▶ **Collected data entries**:
────────────────

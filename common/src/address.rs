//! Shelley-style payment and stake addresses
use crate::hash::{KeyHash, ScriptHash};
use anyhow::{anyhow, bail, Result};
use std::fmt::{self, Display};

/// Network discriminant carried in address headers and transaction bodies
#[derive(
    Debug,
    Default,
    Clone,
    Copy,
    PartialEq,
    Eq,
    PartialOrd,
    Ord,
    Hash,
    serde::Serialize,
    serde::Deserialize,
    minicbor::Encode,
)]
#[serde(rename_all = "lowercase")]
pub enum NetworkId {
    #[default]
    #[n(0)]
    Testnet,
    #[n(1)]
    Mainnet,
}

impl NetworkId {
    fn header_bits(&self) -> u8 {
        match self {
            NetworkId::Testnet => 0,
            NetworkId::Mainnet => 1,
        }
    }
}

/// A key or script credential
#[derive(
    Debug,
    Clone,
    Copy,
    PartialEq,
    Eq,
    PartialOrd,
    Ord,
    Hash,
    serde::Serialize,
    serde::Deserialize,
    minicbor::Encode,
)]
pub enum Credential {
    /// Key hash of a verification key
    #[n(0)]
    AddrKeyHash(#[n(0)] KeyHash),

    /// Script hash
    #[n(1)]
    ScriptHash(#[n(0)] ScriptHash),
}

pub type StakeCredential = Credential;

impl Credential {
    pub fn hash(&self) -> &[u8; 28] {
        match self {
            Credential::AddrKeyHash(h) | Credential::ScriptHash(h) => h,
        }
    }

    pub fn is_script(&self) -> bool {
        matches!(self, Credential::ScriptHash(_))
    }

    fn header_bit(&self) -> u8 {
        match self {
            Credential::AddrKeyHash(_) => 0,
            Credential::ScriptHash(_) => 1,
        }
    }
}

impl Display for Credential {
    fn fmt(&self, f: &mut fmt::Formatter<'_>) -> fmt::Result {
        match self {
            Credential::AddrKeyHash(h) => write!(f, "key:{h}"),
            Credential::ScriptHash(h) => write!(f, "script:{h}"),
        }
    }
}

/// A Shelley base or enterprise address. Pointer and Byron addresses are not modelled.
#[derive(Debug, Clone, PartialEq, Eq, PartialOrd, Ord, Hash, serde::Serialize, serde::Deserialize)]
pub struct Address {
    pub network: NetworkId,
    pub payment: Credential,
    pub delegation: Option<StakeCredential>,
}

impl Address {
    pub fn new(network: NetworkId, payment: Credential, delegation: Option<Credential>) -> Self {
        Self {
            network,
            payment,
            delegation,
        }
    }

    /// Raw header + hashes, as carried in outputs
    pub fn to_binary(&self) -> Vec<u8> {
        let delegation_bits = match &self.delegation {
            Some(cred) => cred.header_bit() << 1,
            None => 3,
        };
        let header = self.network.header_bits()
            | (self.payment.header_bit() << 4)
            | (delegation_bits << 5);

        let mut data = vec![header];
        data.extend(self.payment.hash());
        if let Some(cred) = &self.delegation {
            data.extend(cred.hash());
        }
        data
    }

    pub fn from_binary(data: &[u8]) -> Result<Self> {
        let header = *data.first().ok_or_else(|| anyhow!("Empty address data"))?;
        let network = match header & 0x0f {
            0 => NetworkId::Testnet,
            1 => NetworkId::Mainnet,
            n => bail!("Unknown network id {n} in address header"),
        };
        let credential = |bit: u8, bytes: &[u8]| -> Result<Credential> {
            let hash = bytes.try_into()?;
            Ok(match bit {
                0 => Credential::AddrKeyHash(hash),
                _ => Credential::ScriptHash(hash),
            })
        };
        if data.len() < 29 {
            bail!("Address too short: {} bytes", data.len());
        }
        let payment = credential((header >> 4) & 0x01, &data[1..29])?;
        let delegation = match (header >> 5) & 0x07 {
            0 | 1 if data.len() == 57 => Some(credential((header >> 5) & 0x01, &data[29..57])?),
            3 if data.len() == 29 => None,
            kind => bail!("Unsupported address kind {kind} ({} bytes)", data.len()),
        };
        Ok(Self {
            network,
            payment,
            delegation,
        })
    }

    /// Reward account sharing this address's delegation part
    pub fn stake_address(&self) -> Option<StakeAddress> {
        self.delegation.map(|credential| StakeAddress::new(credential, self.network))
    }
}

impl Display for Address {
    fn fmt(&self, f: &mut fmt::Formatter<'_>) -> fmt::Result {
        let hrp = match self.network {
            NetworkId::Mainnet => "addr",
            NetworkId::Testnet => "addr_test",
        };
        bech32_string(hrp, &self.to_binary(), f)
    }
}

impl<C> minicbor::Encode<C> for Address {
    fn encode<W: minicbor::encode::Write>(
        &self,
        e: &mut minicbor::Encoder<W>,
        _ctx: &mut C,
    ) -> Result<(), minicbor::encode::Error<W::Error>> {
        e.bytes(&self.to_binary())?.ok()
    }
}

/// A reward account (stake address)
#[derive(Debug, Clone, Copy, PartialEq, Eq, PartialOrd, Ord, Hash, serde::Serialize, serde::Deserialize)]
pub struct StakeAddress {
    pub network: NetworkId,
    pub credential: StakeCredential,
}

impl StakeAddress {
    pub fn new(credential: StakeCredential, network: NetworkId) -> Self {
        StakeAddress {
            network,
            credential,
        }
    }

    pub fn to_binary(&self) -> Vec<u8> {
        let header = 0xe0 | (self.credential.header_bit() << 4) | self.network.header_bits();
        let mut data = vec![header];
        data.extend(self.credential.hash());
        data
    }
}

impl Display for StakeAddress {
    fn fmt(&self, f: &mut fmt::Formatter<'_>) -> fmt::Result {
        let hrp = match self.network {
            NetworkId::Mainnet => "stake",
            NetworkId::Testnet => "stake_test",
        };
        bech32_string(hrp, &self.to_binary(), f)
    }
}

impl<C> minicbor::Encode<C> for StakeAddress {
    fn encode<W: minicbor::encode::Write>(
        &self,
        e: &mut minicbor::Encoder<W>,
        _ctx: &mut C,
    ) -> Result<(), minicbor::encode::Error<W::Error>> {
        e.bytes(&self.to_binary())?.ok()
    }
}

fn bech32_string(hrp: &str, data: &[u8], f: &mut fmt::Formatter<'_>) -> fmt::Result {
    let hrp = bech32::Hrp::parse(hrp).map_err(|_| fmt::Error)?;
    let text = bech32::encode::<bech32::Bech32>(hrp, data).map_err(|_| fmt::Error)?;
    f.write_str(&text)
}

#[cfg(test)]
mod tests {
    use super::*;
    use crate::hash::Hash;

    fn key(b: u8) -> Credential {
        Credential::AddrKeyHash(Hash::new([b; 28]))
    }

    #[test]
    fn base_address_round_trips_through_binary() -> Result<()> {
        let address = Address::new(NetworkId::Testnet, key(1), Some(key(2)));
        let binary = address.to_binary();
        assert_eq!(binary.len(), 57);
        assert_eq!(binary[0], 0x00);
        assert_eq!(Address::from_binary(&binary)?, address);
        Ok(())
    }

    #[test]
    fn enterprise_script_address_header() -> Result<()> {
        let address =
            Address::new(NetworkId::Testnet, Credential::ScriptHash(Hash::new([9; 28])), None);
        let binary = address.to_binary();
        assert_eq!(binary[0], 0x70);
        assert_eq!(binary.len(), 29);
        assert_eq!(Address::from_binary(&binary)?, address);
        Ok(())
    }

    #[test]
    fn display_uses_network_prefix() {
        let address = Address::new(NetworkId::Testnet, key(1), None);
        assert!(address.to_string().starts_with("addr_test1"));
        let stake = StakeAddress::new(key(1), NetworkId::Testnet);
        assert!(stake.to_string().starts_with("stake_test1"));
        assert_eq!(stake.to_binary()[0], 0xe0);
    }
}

────────────────

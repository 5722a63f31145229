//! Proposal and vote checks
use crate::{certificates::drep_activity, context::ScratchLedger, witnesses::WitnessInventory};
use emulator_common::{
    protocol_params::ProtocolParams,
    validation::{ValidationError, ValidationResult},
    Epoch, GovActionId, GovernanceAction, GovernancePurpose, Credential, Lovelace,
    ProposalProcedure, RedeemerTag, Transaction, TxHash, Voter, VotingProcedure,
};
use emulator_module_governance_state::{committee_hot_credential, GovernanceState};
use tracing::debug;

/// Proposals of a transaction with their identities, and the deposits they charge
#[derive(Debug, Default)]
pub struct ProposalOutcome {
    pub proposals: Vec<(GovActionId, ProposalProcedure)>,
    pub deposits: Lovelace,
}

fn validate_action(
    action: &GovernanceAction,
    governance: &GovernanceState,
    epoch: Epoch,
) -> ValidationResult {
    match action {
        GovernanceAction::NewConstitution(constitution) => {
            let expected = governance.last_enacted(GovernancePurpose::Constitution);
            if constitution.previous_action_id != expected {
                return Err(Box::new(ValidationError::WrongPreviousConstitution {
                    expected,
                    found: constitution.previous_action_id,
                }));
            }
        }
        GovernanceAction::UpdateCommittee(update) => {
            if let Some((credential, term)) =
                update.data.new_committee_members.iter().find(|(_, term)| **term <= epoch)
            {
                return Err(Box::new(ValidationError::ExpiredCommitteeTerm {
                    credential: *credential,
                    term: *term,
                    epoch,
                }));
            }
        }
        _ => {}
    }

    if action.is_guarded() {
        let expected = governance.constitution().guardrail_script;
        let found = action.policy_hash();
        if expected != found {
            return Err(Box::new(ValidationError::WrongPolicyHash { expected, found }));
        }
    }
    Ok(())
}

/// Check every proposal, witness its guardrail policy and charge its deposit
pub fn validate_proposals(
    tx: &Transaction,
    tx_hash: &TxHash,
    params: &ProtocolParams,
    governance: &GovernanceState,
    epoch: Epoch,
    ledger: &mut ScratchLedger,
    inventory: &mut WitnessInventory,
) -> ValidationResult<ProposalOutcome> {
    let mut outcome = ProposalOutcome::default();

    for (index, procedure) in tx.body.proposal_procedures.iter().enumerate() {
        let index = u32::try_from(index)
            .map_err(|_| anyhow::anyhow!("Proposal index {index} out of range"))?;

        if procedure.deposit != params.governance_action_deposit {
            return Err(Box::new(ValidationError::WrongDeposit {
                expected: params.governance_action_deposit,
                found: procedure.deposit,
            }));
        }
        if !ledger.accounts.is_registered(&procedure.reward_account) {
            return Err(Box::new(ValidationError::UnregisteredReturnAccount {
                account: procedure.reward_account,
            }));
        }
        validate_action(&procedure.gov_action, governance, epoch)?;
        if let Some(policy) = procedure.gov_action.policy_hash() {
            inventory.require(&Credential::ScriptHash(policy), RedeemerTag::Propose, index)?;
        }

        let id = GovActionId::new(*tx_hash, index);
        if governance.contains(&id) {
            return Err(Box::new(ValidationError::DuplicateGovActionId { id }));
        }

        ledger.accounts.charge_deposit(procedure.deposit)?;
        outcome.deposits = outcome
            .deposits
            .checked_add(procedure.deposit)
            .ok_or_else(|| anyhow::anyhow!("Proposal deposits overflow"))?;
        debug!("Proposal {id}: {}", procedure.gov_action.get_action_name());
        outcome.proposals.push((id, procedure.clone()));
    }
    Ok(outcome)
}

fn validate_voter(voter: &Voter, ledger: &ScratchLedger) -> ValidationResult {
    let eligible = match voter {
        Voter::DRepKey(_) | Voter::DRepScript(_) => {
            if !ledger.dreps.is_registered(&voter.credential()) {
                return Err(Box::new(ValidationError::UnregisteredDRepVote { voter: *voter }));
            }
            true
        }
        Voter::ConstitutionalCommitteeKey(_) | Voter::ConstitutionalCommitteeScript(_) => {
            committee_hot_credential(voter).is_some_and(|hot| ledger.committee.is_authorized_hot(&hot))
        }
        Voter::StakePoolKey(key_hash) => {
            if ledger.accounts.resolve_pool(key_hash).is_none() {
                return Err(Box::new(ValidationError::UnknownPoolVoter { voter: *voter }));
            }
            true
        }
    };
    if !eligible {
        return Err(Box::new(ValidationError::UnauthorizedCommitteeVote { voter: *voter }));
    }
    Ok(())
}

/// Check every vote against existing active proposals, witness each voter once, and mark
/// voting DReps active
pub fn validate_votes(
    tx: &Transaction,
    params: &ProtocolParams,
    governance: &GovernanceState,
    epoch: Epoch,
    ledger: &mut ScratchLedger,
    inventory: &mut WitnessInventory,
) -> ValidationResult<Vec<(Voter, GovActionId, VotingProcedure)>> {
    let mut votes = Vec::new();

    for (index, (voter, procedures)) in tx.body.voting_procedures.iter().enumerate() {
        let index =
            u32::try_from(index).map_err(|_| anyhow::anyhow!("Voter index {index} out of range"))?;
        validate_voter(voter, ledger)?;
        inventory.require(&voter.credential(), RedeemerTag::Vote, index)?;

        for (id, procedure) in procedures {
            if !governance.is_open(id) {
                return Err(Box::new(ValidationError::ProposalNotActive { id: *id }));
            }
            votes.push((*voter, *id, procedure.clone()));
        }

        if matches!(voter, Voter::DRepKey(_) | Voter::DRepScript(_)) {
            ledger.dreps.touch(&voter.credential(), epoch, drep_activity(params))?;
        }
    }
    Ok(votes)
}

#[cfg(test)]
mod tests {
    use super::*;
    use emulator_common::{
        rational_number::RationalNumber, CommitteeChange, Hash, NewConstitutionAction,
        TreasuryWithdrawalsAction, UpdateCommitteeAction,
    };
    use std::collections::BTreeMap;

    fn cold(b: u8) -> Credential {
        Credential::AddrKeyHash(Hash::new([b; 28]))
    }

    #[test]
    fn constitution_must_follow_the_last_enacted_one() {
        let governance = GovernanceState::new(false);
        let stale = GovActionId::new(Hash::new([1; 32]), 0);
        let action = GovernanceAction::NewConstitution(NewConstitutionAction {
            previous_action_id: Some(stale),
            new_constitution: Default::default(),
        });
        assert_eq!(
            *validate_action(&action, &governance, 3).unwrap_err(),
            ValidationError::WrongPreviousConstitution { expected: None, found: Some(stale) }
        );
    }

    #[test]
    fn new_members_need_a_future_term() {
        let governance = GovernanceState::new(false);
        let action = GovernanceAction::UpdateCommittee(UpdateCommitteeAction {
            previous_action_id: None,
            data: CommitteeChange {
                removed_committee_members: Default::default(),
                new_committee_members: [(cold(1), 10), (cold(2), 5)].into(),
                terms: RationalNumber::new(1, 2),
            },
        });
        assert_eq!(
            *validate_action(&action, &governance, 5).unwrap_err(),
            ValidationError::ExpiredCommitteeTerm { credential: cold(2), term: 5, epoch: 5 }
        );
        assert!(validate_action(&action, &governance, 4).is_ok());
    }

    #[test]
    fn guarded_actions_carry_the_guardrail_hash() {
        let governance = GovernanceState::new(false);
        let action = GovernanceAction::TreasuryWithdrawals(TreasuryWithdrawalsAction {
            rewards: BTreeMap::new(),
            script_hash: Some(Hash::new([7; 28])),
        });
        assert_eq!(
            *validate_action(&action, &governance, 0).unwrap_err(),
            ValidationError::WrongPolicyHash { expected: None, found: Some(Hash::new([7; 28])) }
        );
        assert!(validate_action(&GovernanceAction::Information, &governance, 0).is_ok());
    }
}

────────────────

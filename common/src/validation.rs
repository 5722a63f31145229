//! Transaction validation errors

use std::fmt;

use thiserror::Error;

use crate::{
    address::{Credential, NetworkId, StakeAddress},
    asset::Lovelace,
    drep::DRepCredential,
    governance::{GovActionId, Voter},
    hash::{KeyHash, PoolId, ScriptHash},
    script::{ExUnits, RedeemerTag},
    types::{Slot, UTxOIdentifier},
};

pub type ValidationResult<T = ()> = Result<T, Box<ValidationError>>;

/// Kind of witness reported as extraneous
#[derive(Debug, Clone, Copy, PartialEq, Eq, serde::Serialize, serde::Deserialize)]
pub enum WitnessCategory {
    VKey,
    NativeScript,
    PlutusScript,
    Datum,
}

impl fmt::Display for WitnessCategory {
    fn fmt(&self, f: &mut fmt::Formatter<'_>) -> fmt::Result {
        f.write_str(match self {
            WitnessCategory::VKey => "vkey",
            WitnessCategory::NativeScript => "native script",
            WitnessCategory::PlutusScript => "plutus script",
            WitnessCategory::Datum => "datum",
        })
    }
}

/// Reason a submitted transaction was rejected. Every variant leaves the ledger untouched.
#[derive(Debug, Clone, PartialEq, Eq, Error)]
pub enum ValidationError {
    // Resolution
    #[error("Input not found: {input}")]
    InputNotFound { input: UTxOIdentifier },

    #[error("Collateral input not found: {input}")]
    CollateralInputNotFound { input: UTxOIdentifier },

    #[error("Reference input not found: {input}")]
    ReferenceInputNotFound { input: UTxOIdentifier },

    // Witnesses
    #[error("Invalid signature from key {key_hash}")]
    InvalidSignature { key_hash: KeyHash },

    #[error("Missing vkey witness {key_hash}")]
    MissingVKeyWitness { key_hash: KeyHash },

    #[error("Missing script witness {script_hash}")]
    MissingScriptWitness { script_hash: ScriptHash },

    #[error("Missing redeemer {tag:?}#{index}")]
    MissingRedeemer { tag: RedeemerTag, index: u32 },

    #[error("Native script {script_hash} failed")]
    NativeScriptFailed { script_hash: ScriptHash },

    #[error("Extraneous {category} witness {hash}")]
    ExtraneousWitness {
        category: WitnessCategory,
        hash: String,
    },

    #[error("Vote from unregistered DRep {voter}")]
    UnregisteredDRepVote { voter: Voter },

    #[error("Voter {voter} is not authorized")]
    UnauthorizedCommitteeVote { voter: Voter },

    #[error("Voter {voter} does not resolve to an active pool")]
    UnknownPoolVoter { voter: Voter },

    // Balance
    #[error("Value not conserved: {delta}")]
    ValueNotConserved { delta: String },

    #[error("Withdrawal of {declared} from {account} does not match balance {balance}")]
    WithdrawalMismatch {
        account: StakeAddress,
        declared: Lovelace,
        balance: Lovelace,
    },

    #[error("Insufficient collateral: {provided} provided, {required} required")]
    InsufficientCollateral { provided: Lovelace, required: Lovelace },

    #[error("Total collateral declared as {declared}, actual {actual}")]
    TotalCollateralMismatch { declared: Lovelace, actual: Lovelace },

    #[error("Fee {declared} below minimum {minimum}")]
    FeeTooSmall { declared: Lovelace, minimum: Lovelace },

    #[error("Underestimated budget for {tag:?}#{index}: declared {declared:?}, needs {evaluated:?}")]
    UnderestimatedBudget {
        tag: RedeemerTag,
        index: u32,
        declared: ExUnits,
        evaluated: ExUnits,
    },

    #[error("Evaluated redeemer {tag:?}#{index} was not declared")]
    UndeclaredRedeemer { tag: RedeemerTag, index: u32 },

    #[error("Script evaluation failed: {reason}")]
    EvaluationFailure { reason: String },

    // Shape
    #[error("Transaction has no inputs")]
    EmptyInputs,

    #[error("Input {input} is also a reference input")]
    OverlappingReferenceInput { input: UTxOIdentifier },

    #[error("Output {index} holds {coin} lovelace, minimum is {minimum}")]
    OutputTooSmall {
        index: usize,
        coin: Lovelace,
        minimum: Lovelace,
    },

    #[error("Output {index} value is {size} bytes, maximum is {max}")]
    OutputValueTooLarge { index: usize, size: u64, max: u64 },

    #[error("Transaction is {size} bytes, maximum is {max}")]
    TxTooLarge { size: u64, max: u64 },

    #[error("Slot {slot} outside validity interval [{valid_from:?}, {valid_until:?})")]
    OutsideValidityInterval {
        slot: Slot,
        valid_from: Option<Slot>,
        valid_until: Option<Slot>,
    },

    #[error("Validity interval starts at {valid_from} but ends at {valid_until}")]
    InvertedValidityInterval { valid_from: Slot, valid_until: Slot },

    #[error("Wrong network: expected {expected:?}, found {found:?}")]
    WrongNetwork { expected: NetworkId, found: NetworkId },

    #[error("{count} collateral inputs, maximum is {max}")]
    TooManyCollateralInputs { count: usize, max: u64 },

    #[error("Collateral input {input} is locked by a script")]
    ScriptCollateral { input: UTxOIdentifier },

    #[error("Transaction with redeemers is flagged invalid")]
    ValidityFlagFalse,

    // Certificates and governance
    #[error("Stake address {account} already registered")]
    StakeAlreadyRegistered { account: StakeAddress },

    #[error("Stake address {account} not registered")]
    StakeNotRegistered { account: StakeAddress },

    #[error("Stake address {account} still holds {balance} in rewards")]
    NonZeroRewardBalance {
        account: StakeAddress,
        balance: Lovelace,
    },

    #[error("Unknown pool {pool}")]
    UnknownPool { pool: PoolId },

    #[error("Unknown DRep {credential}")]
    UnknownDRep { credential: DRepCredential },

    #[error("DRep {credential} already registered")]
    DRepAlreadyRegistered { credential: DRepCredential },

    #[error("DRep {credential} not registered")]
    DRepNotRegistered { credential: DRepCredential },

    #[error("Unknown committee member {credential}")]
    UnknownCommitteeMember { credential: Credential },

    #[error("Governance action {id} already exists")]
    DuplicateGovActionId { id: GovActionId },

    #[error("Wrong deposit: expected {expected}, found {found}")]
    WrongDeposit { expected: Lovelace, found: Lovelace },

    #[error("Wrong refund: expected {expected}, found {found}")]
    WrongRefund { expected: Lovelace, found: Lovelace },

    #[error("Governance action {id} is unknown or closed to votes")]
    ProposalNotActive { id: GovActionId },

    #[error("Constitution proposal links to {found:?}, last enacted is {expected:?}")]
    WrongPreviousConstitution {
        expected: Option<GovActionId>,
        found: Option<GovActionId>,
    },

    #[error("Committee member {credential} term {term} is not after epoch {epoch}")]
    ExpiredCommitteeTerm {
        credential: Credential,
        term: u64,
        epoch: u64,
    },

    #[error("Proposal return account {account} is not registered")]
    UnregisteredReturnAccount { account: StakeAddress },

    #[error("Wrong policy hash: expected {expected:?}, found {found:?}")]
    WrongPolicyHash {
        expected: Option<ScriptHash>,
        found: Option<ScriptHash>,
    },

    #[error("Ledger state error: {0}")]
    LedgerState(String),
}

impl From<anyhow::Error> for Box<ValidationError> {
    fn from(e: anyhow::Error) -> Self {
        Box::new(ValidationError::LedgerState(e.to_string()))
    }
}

────────────────

▶ **Task goal**: Among the records above, find the lines that contain "ProposalOutcome" and copy every one.

▶ **Answer for the task**:
pub struct ProposalOutcome {
) -> ValidationResult<ProposalOutcome> {
    let mut outcome = ProposalOutcome::default();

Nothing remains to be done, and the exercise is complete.